Yasin AKTAY
2012 yılının ilk günlerinden itibaren siyasi durum ve gündeme dair kamuoyu yoklamalarının sonuçları bir bir yayımlanmaya başladı. Kamuoyu yoklamaları, kural ve yöntemlerine uygun yapılması şartıyla, siyaset yapıcıları veya toplum hakkında bir düşünceleri olanlar için çok önemli. Artık rahatlıkla "yeni" diyebildiğimiz Türkiye'nin bana göre en önemli parametrelerinden birisi uygulanan iç ve dış siyasetlerde toplumun sesine kulak verilmesinin tartışılmaz bir değer halini almış olması.
On sene öncesine kadar siyaset yapıcıları için halkın hangi konuda ne düşündüğünün hiç bir önemi yok gibiydi. Bir defa iktidara gelenin zaten bir sonraki sefer tekrar iktidara gelmek gibi bir umudu olamıyordu, çünkü siyaseti yapıyor görünenlerin yaptıkları siyaset üzerinde bir yetkileri yoktu. Çoğu önlerine halka hesap vermek zorunda olmayan vesayet odakları tarafından pişirilip konmuş programları uyguluyordu. O programların halk nezdinde kabul görmesi mümkün olmadığı için onları uygulayanların bir daha halktan yetki almaları mümkün olmuyordu. O yüzden her hükümet sadece vesayet odakları için tek kullanımlık araçlardan ibaretti. Dönemsel olarak yapılması gerekenler yaptırılıyor sonra halka geçici olarak umut aşılayan iktidar alternatifleri sonraki talepleri yerine getirmek üzere sıraya giriyordu.
Anlaşılması ilk anda zor olan "siyasi hayatlarına mal olacağını bile bile" (İHL'lerin orta kısımlarının kapatılması hadisesinde olduğu gibi) kendilerine emredileni yapmak durumunda kalan siyasetçilerin bu işgüzarlıklarıydı. Nitekim yaptıkları şeyler siyasi hayatlarına hemencecik mal oluyordu. Siyaset bir önceki seçimden bir sonrakine hiç bir partinin halk nezdinde en ufak bir güven hissetmediği bir alana dönüşüyordu. Öyle olunca kamuoyu yoklamalarının da pek bir anlamı olmuyordu. Durumu öğrenip morali erkenden bozmanın bir alemi yoktu.

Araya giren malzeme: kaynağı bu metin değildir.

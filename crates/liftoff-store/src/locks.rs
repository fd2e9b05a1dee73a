use crate::backend::StateBackend;
use crate::StoreError;
use liftoff_schema::{default_holder, Lock, LockKey, LockRequest, LockToken, OperationType};
use std::sync::Arc;
use std::time::Duration;
use tracing::{debug, info, warn};

/// Acquires and releases per-key exclusive locks in the state backend.
///
/// Acquisition never blocks: a live lock on the key fails immediately with
/// [`StoreError::LockHeld`] carrying the current holder.
#[derive(Clone)]
pub struct LockManager {
    backend: Arc<dyn StateBackend>,
    holder: String,
    lease: Option<Duration>,
}

impl LockManager {
    pub fn new(backend: Arc<dyn StateBackend>) -> Self {
        Self {
            backend,
            holder: default_holder(),
            lease: None,
        }
    }

    #[must_use]
    pub fn with_holder(mut self, holder: impl Into<String>) -> Self {
        self.holder = holder.into();
        self
    }

    #[must_use]
    pub fn with_lease(mut self, lease: Option<Duration>) -> Self {
        self.lease = lease;
        self
    }

    pub fn holder(&self) -> &str {
        &self.holder
    }

    pub async fn acquire(&self, key: &LockKey, operation: OperationType) -> Result<Lock, StoreError> {
        let request = LockRequest::new(operation)
            .with_holder(self.holder.clone())
            .with_lease(self.lease);
        let lock = self.backend.acquire_lock(key, &request).await?;
        debug!(key = %key, operation = %operation, "lock acquired");
        Ok(lock)
    }

    /// Acquire and wrap in a [`LockGuard`].
    pub async fn acquire_guard(
        &self,
        key: &LockKey,
        operation: OperationType,
    ) -> Result<LockGuard, StoreError> {
        let lock = self.acquire(key, operation).await?;
        Ok(LockGuard {
            lock,
            backend: Arc::clone(&self.backend),
            released: false,
        })
    }

    /// Fails with `LockMismatch` if `lock` is no longer the live lock.
    pub async fn release(&self, lock: &Lock) -> Result<(), StoreError> {
        self.backend.release_lock(&lock.key, &lock.token).await?;
        debug!(key = %lock.key, "lock released");
        Ok(())
    }

    /// Remove any lock on `key`; for locks orphaned by a terminated process.
    pub async fn force_release(&self, key: &LockKey) -> Result<Option<Lock>, StoreError> {
        let removed = self.backend.force_release_lock(key).await?;
        match &removed {
            Some(lock) => warn!(
                key = %key,
                holder = %lock.holder,
                operation = %lock.operation,
                acquired_at = %lock.acquired_at,
                "lock force-released"
            ),
            None => info!(key = %key, "force-release: no lock present"),
        }
        Ok(removed)
    }

    pub async fn inspect(&self, key: &LockKey) -> Result<Option<Lock>, StoreError> {
        self.backend.read_lock(key).await
    }
}

/// A held lock that is released on every exit path.
///
/// Call [`release`](Self::release) on the normal path. A guard dropped
/// unreleased (early return, panic, cancelled future) spawns a release task
/// on the current tokio runtime.
pub struct LockGuard {
    lock: Lock,
    backend: Arc<dyn StateBackend>,
    released: bool,
}

impl LockGuard {
    pub fn lock(&self) -> &Lock {
        &self.lock
    }

    pub fn key(&self) -> &LockKey {
        &self.lock.key
    }

    pub fn token(&self) -> &LockToken {
        &self.lock.token
    }

    pub async fn release(mut self) -> Result<(), StoreError> {
        let result = self
            .backend
            .release_lock(&self.lock.key, &self.lock.token)
            .await;
        // Only reached if the release future ran to completion.
        self.released = true;
        result?;
        debug!(key = %self.lock.key, "lock released");
        Ok(())
    }
}

impl Drop for LockGuard {
    fn drop(&mut self) {
        if self.released {
            return;
        }
        let key = self.lock.key.clone();
        let token = self.lock.token.clone();
        let backend = Arc::clone(&self.backend);
        match tokio::runtime::Handle::try_current() {
            Ok(handle) => {
                debug!(key = %key, "releasing dropped lock in background");
                handle.spawn(async move {
                    if let Err(e) = backend.release_lock(&key, &token).await {
                        warn!(key = %key, error = %e, "background lock release failed");
                    }
                });
            }
            Err(_) => warn!(key = %key, "lock dropped outside a runtime; use force-unlock"),
        }
    }
}
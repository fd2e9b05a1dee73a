//! Wire format of the v1 state API.
//!
//! All routes live under `/v1/projects/{project}`:
//!
//! - `GET    /environments` lists environment names
//! - `GET|POST|DELETE /environments/{env}` environment record
//! - `GET    /environments/{env}/{resources|services}` lists record names
//! - `GET|POST|DELETE /environments/{env}/{resources|services}/{name}` records
//! - `GET|POST|DELETE /environments/{env}[/{resources|services}/{name}]/tfstate`
//!   engine state (the provisioning engine's `http` backend address)
//! - `POST   /environments/{env}/locks` acquires a lock ([`AcquireLock`] body)
//! - `GET    /environments/{env}/locks/{scope}` reads a lock
//! - `DELETE /environments/{env}/locks/{scope}?lock_id=` releases a lock
//! - `DELETE /environments/{env}/locks/{scope}?force=true` force-releases
//!
//! Mutations of records carry `lock_id`. Every request may carry
//! `account_id` for tenant routing. Failures return an [`ErrorBody`]; a held
//! lock is `409` with `error = "lock_held"` and the current lock, a stale
//! token is `409` with `error = "lock_mismatch"`.

use liftoff_schema::{EnvName, Lock, LockKey, LockRequest, LockScope, ProjectName, RecordKey, RecordKind};
use serde::{Deserialize, Serialize};
use std::collections::HashMap;

pub const PROTOCOL_HEADER: &str = "X-Liftoff-Protocol";

pub const ERR_LOCK_HELD: &str = "lock_held";
pub const ERR_LOCK_MISMATCH: &str = "lock_mismatch";
pub const ERR_NOT_FOUND: &str = "not_found";
pub const ERR_BAD_REQUEST: &str = "bad_request";
pub const ERR_UNAUTHORIZED: &str = "unauthorized";
pub const ERR_INTERNAL: &str = "internal";

/// Body of `POST .../locks`.
#[derive(Debug, Clone, Serialize, Deserialize, PartialEq, Eq)]
pub struct AcquireLock {
    pub scope: LockScope,
    #[serde(flatten)]
    pub request: LockRequest,
}

#[derive(Debug, Clone, Serialize, Deserialize, PartialEq, Eq)]
pub struct ErrorBody {
    pub error: String,
    #[serde(default, skip_serializing_if = "Option::is_none")]
    pub message: Option<String>,
    #[serde(default, skip_serializing_if = "Option::is_none")]
    pub lock: Option<Lock>,
}

impl ErrorBody {
    pub fn new(error: &str, message: impl Into<String>) -> Self {
        Self {
            error: error.to_owned(),
            message: Some(message.into()),
            lock: None,
        }
    }

    pub fn lock_held(lock: Lock) -> Self {
        Self {
            error: ERR_LOCK_HELD.to_owned(),
            message: Some(format!("held by {}", lock.holder)),
            lock: Some(lock),
        }
    }
}

#[derive(Debug, Clone, PartialEq, Eq)]
pub enum Route {
    Environments {
        project: ProjectName,
    },
    Environment {
        project: ProjectName,
        environment: EnvName,
    },
    Collection {
        project: ProjectName,
        environment: EnvName,
        kind: RecordKind,
    },
    Record(RecordKey),
    Locks {
        project: ProjectName,
        environment: EnvName,
    },
    Lock(LockKey),
    /// Provisioning engine state of a resource or service.
    EngineState(RecordKey),
}

impl Route {
    pub fn for_record(key: &RecordKey) -> Self {
        match key.kind {
            RecordKind::Environment => Route::Environment {
                project: key.project.clone(),
                environment: key.environment.clone(),
            },
            _ => Route::Record(key.clone()),
        }
    }

    /// Path below the server root, starting with `/v1/`.
    pub fn path(&self) -> String {
        match self {
            Route::Environments { project } => format!("/v1/projects/{project}/environments"),
            Route::Environment {
                project,
                environment,
            } => format!("/v1/projects/{project}/environments/{environment}"),
            Route::Collection {
                project,
                environment,
                kind,
            } => format!(
                "/v1/projects/{project}/environments/{environment}/{}",
                kind.collection()
            ),
            Route::Record(key) => match &key.name {
                Some(name) => format!(
                    "/v1/projects/{}/environments/{}/{}/{name}",
                    key.project,
                    key.environment,
                    key.kind.collection()
                ),
                None => format!(
                    "/v1/projects/{}/environments/{}",
                    key.project, key.environment
                ),
            },
            Route::Locks {
                project,
                environment,
            } => format!("/v1/projects/{project}/environments/{environment}/locks"),
            Route::Lock(key) => format!(
                "/v1/projects/{}/environments/{}/locks/{}",
                key.project,
                key.environment,
                key.scope.path()
            ),
            Route::EngineState(key) => format!("{}/tfstate", Route::Record(key.clone()).path()),
        }
    }

    /// Parse a request path (without query string).
    pub fn parse(path: &str) -> Option<Self> {
        let rest = path.strip_prefix("/v1/projects/")?;
        let segments: Vec<&str> = rest.split('/').collect();
        if segments.iter().any(|s| s.is_empty()) {
            return None;
        }
        let project = ProjectName::new(segments[0]);
        match segments.as_slice() {
            [_, "environments"] => Some(Route::Environments { project }),
            [_, "environments", env] => Some(Route::Environment {
                project,
                environment: EnvName::new(*env),
            }),
            [_, "environments", env, "locks"] => Some(Route::Locks {
                project,
                environment: EnvName::new(*env),
            }),
            [_, "environments", env, "tfstate"] => Some(Route::EngineState(RecordKey::environment(
                &project,
                &EnvName::new(*env),
            ))),
            [_, "environments", env, "locks", scope @ ..] => {
                let scope = LockScope::parse_path(&scope.join("/"))?;
                Some(Route::Lock(LockKey {
                    project,
                    environment: EnvName::new(*env),
                    scope,
                }))
            }
            [_, "environments", env, collection] => Some(Route::Collection {
                project,
                environment: EnvName::new(*env),
                kind: parse_collection(collection)?,
            }),
            [_, "environments", env, collection, name] => {
                let environment = EnvName::new(*env);
                match parse_collection(collection)? {
                    RecordKind::Resource => {
                        Some(Route::Record(RecordKey::resource(&project, &environment, name)))
                    }
                    RecordKind::Service => {
                        Some(Route::Record(RecordKey::service(&project, &environment, name)))
                    }
                    RecordKind::Environment => None,
                }
            }
            [_, "environments", env, collection, name, "tfstate"] => {
                let environment = EnvName::new(*env);
                match parse_collection(collection)? {
                    RecordKind::Resource => Some(Route::EngineState(RecordKey::resource(
                        &project,
                        &environment,
                        name,
                    ))),
                    RecordKind::Service => Some(Route::EngineState(RecordKey::service(
                        &project,
                        &environment,
                        name,
                    ))),
                    RecordKind::Environment => None,
                }
            }
            _ => None,
        }
    }
}

fn parse_collection(segment: &str) -> Option<RecordKind> {
    match segment {
        "resources" => Some(RecordKind::Resource),
        "services" => Some(RecordKind::Service),
        _ => None,
    }
}

/// Split `a=1&b=2` into a map. Values are taken verbatim.
pub fn parse_query(query: &str) -> HashMap<String, String> {
    query
        .split('&')
        .filter(|pair| !pair.is_empty())
        .map(|pair| match pair.split_once('=') {
            Some((k, v)) => (k.to_owned(), v.to_owned()),
            None => (pair.to_owned(), String::new()),
        })
        .collect()
}

#[cfg(test)]
mod tests {
    use super::*;
    use liftoff_schema::OperationType;

    fn names() -> (ProjectName, EnvName) {
        (ProjectName::new("shop"), EnvName::new("dev"))
    }

    #[test]
    fn routes_roundtrip_through_paths() {
        let (p, e) = names();
        let routes = vec![
            Route::Environments { project: p.clone() },
            Route::Environment {
                project: p.clone(),
                environment: e.clone(),
            },
            Route::Collection {
                project: p.clone(),
                environment: e.clone(),
                kind: RecordKind::Service,
            },
            Route::Record(RecordKey::resource(&p, &e, "db")),
            Route::Record(RecordKey::service(&p, &e, "api")),
            Route::Locks {
                project: p.clone(),
                environment: e.clone(),
            },
            Route::Lock(LockKey::environment(&p, &e)),
            Route::Lock(LockKey::resource(&p, &e, "db")),
            Route::Lock(LockKey::service(&p, &e, "api")),
            Route::EngineState(RecordKey::resource(&p, &e, "db")),
            Route::EngineState(RecordKey::service(&p, &e, "api")),
            Route::EngineState(RecordKey::environment(&p, &e)),
        ];
        for route in routes {
            assert_eq!(Route::parse(&route.path()), Some(route.clone()), "{route:?}");
        }
    }

    #[test]
    fn record_paths_match_api_shape() {
        let (p, e) = names();
        assert_eq!(
            Route::for_record(&RecordKey::resource(&p, &e, "db")).path(),
            "/v1/projects/shop/environments/dev/resources/db"
        );
        assert_eq!(
            Route::for_record(&RecordKey::environment(&p, &e)).path(),
            "/v1/projects/shop/environments/dev"
        );
        assert_eq!(
            Route::Lock(LockKey::service(&p, &e, "api")).path(),
            "/v1/projects/shop/environments/dev/locks/services/api"
        );
    }

    #[test]
    fn parse_rejects_unknown_shapes() {
        assert!(Route::parse("/v2/projects/shop/environments").is_none());
        assert!(Route::parse("/v1/projects/shop/environments/dev/queues/q").is_none());
        assert!(Route::parse("/v1/projects/shop/environments/dev/resources/").is_none());
        assert!(Route::parse("/v1/projects/shop/environments/dev/locks/widgets/x").is_none());
        assert!(Route::parse("/v1/projects//environments").is_none());
        assert!(Route::parse("/v1/projects/shop/environments/dev/queues/q/tfstate").is_none());
    }

    #[test]
    fn query_parsing() {
        let q = parse_query("lock_id=abc&force=true&flag");
        assert_eq!(q.get("lock_id").map(String::as_str), Some("abc"));
        assert_eq!(q.get("force").map(String::as_str), Some("true"));
        assert_eq!(q.get("flag").map(String::as_str), Some(""));
        assert!(parse_query("").is_empty());
    }

    #[test]
    fn acquire_body_shape() {
        let body = AcquireLock {
            scope: LockScope::Resource("db".to_owned()),
            request: LockRequest::new(OperationType::CreateResource).with_holder("ci"),
        };
        let json = serde_json::to_value(&body).unwrap();
        assert_eq!(json["scope"]["kind"], "resource");
        assert_eq!(json["scope"]["name"], "db");
        assert_eq!(json["operation"], "create_resource");
        assert_eq!(json["holder"], "ci");
        let back: AcquireLock = serde_json::from_value(json).unwrap();
        assert_eq!(back, body);
    }
}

Bir dönemin kudretli paşasının Taha Akyol'a dediği gibi "sosyologlara danışıldığında azim ve kararlılık bozuluyordu", çünkü onlar yapılanların halk nezdindeki karşılığını göstererek kafa karıştırıyordu.
Askerlerde tam bir "kafa netliği ve kararlılık" olarak görünen bu şey siyasetçiler için çaresiz ve kaderci bir teslimiyet anlamına geliyordu.
Oysa şimdi yeni bir Türkiye var ve bu Türkiye'nin en önemli göstergelerinden biri halk ile devlet ricali arasındaki sürekli ve canlı iletişim. Yeni bir Anayasa için çalışmaları görülmemiş bir gayret ve heyecanla yürüten Meclis Başkanı Cemil Çiçek'in halkın katılımını sağlamak, görüşlerini almak üzere açmaya çalıştığı iletişim kanalları başlıbaşına müthiş bir örnek. İlk başlarda sadece Turgut Özal Üniversitesi'nin katkısını almış olan çalışmalara bugün 65 kadar üniversite ve bir o kadar sivil toplum kuruluşu görüş bildirmiş durumda. Yeni Türkiye'nin siyaseti ve anayasası bu işte. Allah devamına erdirsin.
Yeni yılın ilk kamuoyu yoklamaları Andy & Ar, Metropoll, Anar ve Stratejik Düşünce Enstitüsü (SDE) tarafından yayımlandı. Hepsinde de dikkat çekici olan özellikle sonuçların siyasi durumla ilgili sonuçların birbirine çok yakın çıkıyor olması, çok yakın zamanlarda yapıldığı için anketlerin birbirlerini sınayıcı bir işlevi de yerine getirmesi. Toplamda giderek halkın belli konulardaki görüşleri belli siyasetlere tepkileri hızla ölçülüyor ve bu da siyaset uygulamaları üzerinde ciddi anlamda belirleyici oluyor. Bu açıdan yeni Türkiye'de kamuoyu yoklamaları bir bakıma doğrudan demokrasinin en önemli kanallarından birini oluşturuyor denilebilir.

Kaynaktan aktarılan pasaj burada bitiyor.